### ASSIGNMENT
Look through the listing below and write out exactly the lines from the line with "(Just(s), swaps)" to the line with "for i in 1..current.len()", both included, and no others.
*** PROVIDED DATA
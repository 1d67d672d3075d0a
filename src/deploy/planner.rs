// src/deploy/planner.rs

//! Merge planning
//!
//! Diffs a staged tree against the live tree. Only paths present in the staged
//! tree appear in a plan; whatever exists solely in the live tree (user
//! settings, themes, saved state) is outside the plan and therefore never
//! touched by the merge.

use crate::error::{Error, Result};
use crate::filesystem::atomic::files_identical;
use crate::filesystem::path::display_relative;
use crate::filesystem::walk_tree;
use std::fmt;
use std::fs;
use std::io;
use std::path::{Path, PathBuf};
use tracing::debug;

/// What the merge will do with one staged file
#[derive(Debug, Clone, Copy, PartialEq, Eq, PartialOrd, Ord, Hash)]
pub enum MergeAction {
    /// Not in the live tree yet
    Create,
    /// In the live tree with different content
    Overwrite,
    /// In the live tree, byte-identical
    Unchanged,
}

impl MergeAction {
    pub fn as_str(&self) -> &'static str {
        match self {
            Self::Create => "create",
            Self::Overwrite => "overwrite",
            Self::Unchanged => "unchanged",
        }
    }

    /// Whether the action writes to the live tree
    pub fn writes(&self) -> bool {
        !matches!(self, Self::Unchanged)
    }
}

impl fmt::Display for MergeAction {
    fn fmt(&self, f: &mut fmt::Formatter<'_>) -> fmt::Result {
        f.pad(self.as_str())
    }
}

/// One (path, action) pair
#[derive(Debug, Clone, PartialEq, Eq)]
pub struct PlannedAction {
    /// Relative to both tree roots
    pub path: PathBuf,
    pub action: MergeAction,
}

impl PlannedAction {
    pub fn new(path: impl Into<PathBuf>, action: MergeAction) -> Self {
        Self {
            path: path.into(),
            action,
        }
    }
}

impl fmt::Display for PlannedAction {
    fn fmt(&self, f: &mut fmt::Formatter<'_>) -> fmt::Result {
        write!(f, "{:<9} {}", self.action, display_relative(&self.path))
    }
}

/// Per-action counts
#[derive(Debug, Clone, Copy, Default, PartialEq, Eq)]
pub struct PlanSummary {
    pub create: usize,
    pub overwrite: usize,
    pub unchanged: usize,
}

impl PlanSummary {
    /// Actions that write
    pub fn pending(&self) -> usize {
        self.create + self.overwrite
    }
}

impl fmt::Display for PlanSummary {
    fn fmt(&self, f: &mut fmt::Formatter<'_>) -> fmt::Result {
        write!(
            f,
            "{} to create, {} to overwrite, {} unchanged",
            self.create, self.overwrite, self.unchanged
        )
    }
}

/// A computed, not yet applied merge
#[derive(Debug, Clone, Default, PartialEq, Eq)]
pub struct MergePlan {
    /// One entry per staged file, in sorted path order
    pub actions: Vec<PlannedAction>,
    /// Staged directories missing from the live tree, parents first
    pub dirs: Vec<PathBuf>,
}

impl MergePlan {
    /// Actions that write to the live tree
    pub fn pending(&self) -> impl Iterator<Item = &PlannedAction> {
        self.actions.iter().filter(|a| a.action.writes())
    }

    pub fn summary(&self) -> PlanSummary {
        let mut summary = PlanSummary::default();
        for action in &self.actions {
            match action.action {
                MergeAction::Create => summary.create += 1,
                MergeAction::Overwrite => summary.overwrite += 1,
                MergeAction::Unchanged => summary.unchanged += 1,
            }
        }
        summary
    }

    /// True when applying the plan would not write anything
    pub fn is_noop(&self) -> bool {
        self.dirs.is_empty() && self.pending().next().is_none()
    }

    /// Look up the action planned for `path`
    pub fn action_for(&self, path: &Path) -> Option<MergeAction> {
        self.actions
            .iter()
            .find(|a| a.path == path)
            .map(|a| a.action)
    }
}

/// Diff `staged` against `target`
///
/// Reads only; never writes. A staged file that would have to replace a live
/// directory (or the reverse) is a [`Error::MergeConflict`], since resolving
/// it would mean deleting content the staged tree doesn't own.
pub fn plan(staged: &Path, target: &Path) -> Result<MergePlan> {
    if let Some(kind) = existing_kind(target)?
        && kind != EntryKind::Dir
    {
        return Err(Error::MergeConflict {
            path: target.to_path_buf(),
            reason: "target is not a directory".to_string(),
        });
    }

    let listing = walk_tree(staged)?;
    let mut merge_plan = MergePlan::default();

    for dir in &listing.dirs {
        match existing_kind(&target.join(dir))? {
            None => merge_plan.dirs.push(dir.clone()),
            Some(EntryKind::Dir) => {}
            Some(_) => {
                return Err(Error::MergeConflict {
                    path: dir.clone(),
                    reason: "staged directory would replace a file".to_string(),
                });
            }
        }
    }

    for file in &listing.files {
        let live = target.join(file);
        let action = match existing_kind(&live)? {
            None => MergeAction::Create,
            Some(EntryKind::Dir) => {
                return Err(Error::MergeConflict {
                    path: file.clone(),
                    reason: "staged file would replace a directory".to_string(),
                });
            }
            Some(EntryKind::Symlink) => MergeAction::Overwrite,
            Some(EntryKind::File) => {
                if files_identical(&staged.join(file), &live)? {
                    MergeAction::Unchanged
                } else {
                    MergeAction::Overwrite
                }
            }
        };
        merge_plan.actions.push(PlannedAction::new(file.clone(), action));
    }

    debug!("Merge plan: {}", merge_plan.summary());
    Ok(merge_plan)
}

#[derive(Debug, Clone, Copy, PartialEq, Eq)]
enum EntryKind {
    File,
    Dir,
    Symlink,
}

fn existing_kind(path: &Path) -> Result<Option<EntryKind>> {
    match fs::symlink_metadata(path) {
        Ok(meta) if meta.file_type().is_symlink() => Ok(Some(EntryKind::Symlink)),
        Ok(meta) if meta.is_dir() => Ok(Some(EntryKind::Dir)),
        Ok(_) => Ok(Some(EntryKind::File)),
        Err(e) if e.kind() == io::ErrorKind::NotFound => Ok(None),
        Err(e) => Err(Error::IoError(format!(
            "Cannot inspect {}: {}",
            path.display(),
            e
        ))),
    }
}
******
*** PROVIDED DATA
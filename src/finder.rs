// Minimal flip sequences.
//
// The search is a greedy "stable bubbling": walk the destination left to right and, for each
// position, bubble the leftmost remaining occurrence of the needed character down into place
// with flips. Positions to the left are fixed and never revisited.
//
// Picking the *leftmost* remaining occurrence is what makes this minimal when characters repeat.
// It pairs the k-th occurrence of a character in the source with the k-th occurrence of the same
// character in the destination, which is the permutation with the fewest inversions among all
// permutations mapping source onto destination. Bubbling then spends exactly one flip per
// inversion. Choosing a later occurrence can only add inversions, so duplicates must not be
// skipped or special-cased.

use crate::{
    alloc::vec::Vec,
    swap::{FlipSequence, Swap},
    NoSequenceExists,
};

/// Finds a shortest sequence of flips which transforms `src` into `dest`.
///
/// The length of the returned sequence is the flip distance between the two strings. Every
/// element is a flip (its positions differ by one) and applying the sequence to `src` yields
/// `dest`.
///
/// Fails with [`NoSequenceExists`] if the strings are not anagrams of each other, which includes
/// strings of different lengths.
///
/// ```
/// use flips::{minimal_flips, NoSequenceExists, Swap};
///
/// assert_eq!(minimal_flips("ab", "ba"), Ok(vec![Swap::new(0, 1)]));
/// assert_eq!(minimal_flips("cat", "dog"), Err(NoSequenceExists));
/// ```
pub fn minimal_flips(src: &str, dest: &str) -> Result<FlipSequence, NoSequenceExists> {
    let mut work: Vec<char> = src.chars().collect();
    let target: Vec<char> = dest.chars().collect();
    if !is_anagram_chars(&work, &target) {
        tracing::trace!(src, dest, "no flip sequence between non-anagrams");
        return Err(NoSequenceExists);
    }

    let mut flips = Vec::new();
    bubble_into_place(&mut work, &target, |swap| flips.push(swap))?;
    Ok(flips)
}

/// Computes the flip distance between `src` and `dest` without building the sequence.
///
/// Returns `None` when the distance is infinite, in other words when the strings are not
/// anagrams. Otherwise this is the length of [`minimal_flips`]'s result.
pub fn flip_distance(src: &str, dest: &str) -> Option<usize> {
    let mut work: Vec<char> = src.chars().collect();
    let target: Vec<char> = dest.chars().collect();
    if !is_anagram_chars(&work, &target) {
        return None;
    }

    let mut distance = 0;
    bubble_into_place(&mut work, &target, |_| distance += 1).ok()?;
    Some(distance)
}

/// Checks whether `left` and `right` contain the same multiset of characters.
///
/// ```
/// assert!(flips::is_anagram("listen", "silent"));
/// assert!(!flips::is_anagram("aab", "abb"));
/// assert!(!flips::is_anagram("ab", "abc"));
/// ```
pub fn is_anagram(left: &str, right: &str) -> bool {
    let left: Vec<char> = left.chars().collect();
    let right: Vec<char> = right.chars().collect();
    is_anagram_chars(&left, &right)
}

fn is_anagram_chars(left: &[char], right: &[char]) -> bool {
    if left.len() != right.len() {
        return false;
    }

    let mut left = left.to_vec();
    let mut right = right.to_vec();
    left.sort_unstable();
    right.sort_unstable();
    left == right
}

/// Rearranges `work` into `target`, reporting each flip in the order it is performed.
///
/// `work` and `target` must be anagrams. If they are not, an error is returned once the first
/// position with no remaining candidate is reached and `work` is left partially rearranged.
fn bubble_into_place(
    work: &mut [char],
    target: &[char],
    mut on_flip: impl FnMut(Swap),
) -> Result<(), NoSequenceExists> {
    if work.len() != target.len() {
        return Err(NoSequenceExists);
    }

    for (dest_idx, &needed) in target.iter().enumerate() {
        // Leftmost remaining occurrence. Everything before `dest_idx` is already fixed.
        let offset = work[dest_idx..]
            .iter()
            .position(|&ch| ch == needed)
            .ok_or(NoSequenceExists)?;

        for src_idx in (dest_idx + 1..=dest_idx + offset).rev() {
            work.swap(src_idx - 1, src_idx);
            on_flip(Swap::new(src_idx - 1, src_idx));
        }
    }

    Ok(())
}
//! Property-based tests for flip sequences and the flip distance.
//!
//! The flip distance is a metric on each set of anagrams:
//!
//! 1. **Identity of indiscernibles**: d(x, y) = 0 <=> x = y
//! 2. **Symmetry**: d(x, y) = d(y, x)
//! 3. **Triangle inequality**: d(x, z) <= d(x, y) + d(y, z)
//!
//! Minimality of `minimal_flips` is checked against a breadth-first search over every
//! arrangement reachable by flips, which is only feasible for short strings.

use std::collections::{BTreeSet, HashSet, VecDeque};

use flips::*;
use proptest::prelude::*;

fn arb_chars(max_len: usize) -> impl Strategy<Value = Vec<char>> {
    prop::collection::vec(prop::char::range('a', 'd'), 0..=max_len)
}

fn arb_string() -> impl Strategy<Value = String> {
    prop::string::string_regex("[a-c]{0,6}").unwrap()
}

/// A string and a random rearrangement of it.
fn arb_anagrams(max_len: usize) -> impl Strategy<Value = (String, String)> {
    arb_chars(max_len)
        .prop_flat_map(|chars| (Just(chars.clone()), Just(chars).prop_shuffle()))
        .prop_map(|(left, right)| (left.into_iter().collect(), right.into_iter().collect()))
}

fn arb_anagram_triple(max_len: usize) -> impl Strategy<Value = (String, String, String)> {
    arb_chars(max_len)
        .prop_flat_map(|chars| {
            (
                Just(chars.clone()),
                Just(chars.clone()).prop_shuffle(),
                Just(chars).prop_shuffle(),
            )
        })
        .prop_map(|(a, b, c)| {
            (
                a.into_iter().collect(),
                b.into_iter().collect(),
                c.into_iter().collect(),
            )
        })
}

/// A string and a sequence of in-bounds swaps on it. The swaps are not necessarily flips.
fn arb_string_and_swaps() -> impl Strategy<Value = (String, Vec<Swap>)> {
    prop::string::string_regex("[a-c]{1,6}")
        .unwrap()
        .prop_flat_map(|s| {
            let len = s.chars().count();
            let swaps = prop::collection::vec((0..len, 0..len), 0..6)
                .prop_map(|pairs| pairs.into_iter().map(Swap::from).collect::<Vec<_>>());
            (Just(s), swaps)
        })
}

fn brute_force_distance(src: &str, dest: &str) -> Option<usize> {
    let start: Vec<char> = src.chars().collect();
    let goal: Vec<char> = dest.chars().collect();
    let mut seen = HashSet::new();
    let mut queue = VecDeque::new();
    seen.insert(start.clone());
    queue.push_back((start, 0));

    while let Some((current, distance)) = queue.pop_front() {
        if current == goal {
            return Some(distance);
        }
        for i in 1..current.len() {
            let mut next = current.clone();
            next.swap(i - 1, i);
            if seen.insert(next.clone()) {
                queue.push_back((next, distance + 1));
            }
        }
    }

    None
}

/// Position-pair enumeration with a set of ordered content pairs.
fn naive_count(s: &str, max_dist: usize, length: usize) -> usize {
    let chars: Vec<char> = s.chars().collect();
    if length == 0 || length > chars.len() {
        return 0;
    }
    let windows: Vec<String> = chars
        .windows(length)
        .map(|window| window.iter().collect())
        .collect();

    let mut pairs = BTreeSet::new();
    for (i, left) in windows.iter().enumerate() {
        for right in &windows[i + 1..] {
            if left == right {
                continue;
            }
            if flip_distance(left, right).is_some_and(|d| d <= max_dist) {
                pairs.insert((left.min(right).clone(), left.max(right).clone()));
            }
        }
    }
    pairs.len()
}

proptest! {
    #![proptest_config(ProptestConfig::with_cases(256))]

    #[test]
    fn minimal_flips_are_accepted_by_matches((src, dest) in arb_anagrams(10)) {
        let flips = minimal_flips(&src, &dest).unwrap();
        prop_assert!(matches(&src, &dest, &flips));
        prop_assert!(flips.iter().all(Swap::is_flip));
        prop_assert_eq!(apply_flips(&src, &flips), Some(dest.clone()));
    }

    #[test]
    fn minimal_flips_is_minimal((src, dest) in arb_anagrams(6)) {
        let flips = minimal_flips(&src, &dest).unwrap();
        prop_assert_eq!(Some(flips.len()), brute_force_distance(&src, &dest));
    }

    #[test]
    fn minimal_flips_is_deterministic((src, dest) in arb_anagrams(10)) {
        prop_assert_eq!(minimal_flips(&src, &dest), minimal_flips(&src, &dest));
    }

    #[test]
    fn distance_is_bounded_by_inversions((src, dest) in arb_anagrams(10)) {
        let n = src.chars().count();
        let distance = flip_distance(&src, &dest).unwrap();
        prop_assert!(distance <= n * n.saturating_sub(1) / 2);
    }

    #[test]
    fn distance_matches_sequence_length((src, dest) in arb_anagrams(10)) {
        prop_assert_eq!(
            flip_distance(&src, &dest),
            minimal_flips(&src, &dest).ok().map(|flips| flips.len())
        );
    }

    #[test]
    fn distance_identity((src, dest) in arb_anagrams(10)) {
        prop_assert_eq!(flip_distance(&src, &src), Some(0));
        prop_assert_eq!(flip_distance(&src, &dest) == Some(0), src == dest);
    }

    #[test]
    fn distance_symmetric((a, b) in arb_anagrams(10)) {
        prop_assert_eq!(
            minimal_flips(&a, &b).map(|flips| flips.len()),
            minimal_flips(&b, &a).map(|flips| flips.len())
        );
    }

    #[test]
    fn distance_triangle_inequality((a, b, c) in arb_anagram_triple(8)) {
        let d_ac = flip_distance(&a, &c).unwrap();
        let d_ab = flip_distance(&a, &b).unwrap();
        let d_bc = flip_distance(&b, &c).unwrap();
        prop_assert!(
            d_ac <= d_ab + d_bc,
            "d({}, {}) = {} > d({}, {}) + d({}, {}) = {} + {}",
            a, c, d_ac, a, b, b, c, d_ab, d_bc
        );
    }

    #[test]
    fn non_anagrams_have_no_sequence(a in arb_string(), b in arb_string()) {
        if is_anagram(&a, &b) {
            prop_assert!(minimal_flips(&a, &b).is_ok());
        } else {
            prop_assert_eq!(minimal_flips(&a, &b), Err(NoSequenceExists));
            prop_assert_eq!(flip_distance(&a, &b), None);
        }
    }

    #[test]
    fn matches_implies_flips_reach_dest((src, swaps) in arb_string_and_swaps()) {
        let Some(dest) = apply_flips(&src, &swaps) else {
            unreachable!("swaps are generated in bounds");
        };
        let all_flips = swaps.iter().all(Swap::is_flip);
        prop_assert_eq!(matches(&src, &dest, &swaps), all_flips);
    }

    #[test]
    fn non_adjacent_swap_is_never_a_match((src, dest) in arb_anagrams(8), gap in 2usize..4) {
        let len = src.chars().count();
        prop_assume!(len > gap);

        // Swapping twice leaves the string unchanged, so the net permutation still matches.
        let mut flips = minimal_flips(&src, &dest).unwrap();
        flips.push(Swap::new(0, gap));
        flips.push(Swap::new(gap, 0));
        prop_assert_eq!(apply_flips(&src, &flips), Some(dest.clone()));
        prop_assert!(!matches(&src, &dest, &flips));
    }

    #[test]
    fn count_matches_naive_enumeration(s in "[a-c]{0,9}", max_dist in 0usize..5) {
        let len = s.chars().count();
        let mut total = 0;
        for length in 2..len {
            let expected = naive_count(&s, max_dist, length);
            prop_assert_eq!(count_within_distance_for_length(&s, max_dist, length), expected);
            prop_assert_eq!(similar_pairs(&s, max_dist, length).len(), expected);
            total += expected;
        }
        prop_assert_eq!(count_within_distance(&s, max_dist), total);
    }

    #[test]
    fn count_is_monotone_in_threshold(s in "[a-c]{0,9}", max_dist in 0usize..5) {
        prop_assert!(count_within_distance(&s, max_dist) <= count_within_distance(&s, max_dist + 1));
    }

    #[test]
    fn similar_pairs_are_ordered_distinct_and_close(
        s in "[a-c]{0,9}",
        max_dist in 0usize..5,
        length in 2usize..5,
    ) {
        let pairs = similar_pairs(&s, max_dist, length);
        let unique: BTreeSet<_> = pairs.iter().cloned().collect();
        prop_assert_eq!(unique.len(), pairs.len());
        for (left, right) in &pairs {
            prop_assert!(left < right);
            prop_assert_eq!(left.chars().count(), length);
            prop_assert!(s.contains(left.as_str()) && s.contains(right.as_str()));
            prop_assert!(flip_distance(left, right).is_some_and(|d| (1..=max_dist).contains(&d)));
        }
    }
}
******
*** PROVIDED DATA
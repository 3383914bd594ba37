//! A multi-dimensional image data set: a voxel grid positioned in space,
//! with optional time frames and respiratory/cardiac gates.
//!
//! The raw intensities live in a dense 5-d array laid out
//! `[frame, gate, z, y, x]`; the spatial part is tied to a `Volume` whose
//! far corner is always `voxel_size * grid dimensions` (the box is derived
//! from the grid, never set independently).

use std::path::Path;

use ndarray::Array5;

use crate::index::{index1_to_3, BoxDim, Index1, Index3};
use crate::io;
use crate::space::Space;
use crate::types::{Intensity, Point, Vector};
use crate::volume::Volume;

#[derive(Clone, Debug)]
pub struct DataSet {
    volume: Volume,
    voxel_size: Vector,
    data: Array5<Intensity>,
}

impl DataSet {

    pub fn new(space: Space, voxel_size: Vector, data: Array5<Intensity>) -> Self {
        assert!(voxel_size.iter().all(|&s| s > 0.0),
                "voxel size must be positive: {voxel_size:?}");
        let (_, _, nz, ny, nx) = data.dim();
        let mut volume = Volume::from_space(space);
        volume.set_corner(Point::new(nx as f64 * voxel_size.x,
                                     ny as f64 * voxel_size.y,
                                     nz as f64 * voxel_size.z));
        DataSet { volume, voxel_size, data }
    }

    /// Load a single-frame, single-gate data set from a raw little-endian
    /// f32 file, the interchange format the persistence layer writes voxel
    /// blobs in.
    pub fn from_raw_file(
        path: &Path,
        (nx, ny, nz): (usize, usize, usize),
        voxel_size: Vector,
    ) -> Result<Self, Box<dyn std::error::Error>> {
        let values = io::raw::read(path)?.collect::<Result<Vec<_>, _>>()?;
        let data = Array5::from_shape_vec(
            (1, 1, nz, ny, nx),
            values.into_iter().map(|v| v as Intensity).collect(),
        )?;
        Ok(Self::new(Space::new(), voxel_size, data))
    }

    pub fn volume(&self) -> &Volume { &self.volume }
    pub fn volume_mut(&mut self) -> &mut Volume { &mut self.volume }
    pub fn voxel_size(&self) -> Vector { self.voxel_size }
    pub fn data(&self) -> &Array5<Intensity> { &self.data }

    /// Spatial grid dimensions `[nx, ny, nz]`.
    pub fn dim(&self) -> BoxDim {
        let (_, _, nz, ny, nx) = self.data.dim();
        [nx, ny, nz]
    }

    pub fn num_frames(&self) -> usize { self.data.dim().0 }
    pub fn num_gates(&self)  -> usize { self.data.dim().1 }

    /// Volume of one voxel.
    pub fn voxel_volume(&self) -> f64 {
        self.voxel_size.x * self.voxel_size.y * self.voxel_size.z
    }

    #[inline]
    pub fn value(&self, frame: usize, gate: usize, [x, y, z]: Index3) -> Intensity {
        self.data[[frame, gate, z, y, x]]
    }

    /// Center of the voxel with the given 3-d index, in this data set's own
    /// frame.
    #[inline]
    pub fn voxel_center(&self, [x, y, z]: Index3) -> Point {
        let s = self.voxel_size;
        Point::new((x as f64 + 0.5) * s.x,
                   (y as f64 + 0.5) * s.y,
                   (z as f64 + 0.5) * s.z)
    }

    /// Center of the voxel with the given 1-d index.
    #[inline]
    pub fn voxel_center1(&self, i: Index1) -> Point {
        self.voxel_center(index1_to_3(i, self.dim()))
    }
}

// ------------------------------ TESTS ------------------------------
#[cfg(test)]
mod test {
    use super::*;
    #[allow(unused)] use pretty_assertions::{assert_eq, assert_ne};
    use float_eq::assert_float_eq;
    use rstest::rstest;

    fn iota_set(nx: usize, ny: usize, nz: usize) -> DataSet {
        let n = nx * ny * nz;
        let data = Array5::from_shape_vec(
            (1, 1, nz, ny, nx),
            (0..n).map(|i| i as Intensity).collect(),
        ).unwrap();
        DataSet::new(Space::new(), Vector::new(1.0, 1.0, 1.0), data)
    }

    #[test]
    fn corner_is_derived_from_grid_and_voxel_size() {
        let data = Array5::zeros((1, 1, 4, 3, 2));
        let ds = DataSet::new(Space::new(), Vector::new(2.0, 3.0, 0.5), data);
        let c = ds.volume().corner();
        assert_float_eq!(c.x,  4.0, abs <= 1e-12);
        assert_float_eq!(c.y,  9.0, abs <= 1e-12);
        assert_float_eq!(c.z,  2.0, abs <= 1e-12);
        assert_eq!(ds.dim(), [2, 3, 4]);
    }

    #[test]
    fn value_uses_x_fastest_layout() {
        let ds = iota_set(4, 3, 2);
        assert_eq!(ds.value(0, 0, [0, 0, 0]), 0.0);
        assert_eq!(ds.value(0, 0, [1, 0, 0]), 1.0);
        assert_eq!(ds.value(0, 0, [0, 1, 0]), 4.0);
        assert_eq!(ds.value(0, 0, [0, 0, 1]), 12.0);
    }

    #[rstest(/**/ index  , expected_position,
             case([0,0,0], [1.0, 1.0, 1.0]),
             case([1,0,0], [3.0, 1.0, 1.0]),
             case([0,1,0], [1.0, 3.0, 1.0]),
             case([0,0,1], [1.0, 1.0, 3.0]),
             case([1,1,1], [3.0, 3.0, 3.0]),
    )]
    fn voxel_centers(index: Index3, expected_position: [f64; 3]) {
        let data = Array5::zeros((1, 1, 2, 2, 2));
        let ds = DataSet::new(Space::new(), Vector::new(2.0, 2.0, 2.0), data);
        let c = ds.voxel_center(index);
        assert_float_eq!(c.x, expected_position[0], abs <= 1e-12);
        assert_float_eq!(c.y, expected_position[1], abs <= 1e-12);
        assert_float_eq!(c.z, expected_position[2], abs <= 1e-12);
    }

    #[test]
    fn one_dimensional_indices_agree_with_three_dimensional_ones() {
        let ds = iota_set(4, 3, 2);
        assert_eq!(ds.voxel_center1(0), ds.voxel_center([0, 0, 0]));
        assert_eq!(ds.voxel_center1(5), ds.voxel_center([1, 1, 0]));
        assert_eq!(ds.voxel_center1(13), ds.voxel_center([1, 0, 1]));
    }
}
******
### ANSWER BOX
            (Just(s), swaps)
        })
}

fn brute_force_distance(src: &str, dest: &str) -> Option<usize> {
    let start: Vec<char> = src.chars().collect();
    let goal: Vec<char> = dest.chars().collect();
    let mut seen = HashSet::new();
    let mut queue = VecDeque::new();
    seen.insert(start.clone());
    queue.push_back((start, 0));

    while let Some((current, distance)) = queue.pop_front() {
        if current == goal {
            return Some(distance);
        }
        for i in 1..current.len() {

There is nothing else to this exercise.